• Source information:
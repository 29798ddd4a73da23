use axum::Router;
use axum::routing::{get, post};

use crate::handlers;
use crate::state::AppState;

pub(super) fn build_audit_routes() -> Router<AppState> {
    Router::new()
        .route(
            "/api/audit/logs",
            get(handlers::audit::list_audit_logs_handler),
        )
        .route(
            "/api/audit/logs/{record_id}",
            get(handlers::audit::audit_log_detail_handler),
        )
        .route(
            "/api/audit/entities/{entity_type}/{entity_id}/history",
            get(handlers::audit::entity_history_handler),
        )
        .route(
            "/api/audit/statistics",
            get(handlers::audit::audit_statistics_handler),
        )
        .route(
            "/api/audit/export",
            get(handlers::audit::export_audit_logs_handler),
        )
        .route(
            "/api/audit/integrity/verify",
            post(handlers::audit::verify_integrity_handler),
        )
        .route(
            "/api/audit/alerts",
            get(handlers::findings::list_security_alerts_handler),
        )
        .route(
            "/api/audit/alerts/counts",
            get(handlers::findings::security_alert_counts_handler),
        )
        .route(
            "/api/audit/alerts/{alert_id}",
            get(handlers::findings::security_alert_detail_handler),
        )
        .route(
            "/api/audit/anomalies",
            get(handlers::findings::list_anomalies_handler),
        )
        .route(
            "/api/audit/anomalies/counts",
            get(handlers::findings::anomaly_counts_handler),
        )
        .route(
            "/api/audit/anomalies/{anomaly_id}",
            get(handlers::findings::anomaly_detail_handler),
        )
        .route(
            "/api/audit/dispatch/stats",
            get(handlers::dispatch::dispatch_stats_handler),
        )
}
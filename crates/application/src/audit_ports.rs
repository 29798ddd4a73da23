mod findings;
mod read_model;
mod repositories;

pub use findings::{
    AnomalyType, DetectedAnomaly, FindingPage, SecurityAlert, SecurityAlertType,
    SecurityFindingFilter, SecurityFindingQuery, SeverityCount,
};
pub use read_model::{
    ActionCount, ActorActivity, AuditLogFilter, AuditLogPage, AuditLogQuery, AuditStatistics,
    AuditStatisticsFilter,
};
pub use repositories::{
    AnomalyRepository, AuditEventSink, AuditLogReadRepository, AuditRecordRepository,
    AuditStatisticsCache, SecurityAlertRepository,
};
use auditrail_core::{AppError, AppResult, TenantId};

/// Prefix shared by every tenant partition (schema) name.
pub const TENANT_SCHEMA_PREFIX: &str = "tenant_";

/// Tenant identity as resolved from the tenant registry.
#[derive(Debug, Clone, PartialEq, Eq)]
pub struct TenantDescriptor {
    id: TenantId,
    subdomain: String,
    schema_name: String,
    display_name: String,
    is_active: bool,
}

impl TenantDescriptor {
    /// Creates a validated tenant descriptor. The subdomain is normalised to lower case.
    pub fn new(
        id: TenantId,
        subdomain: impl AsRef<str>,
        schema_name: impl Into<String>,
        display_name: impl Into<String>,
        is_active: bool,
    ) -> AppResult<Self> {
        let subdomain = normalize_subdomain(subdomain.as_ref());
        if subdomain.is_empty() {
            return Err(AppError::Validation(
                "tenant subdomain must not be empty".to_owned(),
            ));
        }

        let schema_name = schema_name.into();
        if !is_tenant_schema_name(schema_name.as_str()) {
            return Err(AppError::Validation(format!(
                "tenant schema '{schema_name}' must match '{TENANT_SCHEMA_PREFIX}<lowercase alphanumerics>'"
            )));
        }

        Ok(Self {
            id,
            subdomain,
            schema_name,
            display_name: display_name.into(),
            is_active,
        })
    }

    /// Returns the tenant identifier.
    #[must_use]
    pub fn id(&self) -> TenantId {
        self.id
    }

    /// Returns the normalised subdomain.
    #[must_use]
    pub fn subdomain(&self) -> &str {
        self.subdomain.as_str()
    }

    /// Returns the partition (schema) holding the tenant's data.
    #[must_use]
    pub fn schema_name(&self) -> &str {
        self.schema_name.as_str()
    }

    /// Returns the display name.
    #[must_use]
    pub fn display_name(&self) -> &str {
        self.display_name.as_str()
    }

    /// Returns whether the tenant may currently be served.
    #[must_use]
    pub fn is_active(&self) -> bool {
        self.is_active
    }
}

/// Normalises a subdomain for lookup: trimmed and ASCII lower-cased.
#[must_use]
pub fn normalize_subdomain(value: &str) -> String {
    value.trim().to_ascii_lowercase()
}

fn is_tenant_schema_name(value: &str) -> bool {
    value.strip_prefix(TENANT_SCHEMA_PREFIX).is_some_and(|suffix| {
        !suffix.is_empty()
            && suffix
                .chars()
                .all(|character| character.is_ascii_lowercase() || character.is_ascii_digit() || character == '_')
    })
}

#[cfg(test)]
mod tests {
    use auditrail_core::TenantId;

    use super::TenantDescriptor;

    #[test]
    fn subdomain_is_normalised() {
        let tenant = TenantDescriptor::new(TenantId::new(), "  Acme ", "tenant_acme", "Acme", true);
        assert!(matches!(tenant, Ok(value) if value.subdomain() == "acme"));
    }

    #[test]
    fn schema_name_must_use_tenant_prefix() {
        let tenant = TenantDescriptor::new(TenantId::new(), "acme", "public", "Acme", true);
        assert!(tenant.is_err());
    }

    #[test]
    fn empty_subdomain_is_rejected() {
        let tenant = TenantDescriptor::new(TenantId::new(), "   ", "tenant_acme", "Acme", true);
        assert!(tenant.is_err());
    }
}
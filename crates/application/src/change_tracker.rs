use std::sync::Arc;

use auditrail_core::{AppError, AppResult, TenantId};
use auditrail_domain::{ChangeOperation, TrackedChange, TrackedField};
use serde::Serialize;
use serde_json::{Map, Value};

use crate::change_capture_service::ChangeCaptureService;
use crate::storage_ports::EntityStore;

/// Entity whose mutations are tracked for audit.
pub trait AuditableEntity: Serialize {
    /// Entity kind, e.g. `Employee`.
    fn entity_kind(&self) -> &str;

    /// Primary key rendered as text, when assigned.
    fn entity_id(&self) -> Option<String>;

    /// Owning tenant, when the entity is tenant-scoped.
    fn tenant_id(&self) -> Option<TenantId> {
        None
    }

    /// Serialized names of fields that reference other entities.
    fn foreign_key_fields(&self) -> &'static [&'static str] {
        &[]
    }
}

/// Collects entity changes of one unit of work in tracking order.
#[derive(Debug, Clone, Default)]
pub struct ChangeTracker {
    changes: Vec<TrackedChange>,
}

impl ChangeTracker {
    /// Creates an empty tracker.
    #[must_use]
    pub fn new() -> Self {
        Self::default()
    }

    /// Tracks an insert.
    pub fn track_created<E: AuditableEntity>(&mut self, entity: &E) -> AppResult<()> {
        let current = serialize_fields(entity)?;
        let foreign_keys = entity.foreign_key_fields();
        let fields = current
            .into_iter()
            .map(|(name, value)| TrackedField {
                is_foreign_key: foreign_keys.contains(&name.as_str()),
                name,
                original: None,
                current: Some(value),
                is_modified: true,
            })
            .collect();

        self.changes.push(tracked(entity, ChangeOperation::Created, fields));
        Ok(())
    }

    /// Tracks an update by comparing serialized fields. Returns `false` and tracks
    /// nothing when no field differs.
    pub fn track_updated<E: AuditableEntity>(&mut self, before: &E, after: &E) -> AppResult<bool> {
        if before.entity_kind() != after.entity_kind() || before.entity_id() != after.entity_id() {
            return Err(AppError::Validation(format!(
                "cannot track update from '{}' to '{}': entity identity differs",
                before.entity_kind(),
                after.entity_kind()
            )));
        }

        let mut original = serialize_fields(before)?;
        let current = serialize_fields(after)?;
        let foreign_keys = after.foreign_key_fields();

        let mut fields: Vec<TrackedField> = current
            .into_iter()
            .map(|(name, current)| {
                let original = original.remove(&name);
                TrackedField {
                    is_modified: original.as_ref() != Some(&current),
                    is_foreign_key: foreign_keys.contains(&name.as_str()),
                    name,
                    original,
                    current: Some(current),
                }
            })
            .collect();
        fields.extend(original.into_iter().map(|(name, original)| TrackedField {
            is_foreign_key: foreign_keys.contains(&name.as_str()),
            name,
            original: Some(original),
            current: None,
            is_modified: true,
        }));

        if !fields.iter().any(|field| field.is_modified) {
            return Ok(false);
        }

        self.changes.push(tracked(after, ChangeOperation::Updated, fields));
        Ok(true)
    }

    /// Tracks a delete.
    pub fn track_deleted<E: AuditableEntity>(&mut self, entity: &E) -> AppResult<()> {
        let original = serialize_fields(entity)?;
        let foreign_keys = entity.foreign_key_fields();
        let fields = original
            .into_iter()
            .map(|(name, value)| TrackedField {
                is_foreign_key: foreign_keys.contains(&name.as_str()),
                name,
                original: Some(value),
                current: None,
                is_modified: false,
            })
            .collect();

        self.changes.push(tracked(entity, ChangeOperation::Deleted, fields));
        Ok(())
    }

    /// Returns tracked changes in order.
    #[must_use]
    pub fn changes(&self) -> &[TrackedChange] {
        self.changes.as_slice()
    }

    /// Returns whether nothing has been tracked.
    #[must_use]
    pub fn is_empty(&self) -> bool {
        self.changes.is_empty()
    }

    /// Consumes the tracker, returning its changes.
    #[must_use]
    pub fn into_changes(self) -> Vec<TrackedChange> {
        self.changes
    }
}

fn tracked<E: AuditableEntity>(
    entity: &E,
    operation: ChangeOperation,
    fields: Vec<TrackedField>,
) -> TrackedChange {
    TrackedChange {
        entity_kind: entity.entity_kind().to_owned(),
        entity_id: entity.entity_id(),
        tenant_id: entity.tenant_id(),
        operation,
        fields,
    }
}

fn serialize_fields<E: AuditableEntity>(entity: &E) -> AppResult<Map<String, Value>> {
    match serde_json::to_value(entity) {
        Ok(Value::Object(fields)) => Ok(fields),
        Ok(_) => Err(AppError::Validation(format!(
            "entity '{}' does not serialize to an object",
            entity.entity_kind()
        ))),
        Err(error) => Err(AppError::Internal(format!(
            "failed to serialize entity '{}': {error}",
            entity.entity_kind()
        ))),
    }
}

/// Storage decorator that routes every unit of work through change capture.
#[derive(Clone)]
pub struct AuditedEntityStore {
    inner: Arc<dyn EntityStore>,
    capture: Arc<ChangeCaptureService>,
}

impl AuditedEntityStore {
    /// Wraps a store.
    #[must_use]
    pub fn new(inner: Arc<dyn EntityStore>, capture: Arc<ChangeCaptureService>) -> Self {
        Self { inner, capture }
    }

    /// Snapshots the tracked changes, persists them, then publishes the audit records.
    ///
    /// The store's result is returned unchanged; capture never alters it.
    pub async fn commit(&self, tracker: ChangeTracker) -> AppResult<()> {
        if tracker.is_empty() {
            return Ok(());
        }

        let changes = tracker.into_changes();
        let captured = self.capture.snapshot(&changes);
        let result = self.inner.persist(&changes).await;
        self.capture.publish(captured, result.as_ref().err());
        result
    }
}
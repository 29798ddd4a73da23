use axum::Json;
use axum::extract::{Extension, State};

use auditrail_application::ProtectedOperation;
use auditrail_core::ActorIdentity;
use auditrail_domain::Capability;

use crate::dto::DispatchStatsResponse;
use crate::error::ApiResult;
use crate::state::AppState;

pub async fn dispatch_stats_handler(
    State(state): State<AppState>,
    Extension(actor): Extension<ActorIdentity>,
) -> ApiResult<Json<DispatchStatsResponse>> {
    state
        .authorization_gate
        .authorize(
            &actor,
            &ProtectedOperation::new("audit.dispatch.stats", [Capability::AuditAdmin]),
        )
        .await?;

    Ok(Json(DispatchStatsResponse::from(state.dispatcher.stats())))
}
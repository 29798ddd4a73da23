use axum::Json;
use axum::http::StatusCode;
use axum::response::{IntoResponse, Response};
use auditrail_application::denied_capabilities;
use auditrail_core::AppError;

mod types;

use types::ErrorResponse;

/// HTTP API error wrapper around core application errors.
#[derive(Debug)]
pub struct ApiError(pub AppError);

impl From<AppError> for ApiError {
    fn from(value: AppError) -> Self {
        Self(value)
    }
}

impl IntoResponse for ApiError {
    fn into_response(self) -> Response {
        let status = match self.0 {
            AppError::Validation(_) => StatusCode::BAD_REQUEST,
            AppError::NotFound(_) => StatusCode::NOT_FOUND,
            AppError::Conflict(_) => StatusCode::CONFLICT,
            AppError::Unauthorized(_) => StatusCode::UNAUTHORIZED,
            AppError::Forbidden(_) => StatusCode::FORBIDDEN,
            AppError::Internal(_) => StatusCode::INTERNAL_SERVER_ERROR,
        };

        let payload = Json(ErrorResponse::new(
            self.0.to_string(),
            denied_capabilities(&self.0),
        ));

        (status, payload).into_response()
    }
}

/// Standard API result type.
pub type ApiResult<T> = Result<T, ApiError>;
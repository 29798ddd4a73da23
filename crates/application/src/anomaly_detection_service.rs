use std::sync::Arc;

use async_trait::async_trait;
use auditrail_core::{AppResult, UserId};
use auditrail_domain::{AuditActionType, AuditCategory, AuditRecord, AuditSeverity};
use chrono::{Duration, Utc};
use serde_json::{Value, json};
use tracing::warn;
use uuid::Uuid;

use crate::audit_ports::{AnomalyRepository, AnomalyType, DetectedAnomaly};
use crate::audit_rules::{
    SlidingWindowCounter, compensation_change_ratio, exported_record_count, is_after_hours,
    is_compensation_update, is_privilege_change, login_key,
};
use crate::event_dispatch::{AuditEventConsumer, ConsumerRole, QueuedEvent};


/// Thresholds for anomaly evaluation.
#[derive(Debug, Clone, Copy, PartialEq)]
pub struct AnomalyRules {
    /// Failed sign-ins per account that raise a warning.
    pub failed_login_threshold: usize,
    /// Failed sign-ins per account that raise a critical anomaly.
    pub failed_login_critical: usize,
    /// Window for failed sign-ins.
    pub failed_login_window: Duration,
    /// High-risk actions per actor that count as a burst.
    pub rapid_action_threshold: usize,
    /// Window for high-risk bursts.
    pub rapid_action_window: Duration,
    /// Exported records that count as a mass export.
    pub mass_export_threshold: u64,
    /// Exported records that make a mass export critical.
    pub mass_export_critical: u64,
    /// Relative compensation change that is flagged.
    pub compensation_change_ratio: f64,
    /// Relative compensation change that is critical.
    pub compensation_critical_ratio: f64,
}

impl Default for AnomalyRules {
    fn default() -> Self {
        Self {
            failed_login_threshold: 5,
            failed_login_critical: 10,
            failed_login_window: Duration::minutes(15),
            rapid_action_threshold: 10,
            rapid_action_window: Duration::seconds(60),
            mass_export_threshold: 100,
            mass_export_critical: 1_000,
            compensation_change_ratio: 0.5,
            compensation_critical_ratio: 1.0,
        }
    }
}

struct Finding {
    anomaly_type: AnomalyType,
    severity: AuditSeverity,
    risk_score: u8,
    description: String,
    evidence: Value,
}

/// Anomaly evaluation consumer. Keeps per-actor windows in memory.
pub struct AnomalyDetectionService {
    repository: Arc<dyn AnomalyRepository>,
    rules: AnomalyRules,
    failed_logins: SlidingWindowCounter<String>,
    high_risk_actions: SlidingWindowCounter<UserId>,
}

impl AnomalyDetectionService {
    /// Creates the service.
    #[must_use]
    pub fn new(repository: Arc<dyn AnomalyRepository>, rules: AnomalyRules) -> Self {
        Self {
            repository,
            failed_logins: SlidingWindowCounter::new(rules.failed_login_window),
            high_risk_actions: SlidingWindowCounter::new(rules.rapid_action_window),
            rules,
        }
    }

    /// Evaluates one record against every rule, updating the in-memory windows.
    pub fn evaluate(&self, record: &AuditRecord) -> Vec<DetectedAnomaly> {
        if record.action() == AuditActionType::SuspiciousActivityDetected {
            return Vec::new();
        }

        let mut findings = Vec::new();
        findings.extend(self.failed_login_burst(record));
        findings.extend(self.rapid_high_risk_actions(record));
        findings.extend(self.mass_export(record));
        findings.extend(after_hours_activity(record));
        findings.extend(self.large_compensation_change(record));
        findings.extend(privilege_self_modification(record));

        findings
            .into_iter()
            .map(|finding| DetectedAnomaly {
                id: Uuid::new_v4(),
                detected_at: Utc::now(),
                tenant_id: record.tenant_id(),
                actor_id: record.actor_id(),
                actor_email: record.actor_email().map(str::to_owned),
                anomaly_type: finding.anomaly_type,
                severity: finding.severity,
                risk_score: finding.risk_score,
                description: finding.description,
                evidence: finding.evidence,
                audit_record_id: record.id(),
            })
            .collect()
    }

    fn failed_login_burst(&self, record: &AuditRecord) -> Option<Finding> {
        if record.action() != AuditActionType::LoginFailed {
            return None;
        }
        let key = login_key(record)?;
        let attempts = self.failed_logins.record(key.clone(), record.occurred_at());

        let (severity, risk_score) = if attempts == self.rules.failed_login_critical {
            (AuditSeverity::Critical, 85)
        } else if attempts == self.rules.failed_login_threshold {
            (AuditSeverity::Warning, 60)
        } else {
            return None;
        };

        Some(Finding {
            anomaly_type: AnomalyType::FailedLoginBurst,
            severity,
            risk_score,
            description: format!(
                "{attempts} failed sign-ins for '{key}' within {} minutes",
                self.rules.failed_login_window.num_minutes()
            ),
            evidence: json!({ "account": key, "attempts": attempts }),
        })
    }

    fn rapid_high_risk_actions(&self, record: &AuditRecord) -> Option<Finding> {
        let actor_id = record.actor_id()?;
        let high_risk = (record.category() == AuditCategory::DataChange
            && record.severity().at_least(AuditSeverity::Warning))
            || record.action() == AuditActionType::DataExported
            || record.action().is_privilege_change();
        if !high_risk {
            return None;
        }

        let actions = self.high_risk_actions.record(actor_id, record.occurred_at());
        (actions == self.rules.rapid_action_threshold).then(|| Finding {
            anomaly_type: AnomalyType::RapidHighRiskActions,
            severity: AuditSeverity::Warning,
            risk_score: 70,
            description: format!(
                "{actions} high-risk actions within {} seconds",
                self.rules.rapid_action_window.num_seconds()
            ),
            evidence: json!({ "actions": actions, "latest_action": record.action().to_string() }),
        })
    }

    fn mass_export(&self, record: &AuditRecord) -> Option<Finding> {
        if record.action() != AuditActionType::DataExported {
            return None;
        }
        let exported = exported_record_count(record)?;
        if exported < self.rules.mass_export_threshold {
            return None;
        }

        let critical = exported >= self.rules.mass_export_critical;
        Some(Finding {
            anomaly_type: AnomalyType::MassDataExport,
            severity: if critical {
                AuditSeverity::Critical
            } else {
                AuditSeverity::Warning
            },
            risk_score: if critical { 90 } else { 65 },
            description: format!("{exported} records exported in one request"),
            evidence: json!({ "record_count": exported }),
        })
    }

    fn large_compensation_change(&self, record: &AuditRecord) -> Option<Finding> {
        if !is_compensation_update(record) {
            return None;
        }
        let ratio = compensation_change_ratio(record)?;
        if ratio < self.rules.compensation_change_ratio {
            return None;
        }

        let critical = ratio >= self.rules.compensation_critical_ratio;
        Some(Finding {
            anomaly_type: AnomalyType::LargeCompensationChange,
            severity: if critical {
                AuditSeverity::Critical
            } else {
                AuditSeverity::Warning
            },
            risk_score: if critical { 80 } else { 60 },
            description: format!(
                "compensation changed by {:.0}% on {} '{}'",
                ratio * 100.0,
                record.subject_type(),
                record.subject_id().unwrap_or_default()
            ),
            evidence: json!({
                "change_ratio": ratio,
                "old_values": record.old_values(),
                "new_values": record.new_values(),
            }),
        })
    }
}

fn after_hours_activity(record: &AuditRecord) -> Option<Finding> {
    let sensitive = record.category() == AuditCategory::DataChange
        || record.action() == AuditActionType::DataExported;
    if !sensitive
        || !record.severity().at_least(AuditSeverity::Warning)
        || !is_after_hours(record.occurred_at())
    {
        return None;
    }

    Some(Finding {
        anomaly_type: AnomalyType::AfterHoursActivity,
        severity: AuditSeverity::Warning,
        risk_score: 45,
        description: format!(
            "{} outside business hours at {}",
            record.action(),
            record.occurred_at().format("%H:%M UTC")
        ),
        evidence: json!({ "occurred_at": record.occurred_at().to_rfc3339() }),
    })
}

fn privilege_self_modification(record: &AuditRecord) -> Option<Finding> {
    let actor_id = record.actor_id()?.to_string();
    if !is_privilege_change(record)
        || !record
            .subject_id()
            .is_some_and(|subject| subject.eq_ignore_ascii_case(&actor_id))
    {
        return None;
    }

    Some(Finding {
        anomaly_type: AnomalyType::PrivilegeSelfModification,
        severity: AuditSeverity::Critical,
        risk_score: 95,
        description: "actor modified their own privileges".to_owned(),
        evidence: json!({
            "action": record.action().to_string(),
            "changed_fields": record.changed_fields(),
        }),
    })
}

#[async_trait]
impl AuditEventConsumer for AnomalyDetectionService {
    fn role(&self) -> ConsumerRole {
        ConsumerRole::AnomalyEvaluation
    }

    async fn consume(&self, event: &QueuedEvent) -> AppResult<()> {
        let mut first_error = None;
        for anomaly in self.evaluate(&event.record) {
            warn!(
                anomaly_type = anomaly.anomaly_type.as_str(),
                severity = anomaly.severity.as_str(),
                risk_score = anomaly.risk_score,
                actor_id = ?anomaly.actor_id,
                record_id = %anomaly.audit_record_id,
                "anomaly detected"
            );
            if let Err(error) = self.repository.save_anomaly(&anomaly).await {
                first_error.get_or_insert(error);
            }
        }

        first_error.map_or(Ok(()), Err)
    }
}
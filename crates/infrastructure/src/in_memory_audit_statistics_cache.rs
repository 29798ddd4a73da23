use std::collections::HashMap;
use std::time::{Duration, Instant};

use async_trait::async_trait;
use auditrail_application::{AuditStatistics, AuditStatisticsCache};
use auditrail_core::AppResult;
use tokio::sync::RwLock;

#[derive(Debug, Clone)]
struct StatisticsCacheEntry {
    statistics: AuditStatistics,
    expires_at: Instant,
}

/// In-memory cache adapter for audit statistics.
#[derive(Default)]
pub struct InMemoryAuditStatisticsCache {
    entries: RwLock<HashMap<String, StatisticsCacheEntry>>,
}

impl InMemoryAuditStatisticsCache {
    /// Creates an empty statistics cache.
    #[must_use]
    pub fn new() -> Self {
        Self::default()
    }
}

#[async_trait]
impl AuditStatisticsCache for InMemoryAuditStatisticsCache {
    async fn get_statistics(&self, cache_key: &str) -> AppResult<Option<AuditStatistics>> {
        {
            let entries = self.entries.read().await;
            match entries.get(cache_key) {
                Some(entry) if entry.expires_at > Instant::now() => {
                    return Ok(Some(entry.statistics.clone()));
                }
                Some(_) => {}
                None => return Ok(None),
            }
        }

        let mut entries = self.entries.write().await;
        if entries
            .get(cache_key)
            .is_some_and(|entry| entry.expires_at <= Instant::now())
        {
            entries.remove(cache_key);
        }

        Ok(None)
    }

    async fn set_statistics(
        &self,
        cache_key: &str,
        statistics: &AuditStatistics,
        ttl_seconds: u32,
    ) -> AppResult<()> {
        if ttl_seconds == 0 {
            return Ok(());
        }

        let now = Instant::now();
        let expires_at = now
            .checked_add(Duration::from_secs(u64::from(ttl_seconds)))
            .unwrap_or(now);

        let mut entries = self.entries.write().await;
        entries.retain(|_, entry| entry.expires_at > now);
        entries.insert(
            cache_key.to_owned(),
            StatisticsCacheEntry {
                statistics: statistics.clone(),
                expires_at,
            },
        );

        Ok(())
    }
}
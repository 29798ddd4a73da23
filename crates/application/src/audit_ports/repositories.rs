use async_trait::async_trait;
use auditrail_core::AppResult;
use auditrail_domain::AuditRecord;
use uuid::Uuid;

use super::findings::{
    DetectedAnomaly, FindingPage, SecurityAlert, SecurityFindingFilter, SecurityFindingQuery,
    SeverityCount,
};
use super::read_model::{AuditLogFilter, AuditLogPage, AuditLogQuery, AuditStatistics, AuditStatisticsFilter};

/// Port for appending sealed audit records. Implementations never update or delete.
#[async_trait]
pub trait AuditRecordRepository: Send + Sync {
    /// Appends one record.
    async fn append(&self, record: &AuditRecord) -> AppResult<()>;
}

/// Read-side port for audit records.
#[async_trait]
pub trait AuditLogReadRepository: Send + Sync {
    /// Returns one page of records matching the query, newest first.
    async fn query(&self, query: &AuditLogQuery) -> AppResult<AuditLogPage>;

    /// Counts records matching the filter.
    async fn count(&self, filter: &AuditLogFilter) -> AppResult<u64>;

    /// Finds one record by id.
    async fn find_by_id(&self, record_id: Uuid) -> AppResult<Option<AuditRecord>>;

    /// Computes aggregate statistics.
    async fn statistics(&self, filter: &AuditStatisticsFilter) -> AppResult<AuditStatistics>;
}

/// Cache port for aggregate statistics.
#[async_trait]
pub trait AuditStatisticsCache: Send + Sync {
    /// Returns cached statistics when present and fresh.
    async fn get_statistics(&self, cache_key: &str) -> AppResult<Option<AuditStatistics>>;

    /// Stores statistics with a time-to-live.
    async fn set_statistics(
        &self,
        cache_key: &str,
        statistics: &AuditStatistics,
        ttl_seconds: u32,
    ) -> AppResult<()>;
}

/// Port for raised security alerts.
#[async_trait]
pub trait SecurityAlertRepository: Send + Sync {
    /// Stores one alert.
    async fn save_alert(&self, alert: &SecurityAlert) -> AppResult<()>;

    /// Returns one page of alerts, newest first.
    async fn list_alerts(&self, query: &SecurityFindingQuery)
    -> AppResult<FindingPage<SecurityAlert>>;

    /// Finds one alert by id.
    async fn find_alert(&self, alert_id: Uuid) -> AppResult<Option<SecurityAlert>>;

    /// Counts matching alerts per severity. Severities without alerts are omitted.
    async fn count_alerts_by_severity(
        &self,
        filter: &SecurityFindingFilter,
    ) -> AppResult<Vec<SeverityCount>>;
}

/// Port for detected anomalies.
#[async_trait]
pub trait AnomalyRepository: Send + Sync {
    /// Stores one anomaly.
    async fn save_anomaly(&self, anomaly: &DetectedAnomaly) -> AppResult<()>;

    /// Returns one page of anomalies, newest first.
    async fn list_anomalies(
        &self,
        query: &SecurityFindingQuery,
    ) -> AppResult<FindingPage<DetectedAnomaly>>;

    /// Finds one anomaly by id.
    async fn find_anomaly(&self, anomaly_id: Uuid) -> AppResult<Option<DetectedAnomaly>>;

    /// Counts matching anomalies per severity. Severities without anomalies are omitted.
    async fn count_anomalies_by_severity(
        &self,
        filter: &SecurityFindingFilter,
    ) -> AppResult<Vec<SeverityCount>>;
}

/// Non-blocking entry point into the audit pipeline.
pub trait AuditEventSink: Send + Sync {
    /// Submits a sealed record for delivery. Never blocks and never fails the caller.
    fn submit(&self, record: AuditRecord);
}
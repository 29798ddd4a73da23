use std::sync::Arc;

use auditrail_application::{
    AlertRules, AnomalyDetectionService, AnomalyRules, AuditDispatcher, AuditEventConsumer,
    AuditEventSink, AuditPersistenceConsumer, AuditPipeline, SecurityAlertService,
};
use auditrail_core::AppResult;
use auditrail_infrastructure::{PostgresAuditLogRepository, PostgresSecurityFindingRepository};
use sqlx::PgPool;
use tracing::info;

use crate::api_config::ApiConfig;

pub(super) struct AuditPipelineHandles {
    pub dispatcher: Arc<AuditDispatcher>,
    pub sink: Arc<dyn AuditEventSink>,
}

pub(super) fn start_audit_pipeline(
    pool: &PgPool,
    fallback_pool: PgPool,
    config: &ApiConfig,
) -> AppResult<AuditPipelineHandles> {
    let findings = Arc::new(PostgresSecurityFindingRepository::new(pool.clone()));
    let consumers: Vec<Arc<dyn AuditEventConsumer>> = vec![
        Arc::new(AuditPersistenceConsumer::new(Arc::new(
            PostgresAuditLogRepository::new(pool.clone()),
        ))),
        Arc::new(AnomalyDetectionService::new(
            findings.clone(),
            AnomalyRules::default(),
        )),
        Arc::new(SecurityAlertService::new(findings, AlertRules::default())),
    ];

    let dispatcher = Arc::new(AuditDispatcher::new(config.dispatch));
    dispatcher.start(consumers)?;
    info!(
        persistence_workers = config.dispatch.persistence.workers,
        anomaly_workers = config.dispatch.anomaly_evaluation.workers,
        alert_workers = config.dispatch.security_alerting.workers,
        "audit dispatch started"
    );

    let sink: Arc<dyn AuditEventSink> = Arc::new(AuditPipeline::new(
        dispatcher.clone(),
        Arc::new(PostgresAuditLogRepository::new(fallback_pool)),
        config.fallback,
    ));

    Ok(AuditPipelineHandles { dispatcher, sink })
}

• Work to complete:
Look through the entries above; find each line with the word "Uuid" and copy it.

• Result of this task:
use uuid::Uuid;
                id: Uuid::new_v4(),
use uuid::Uuid;
    async fn find_by_id(&self, record_id: Uuid) -> AppResult<Option<AuditRecord>>;
    async fn find_alert(&self, alert_id: Uuid) -> AppResult<Option<SecurityAlert>>;
    async fn find_anomaly(&self, anomaly_id: Uuid) -> AppResult<Option<DetectedAnomaly>>;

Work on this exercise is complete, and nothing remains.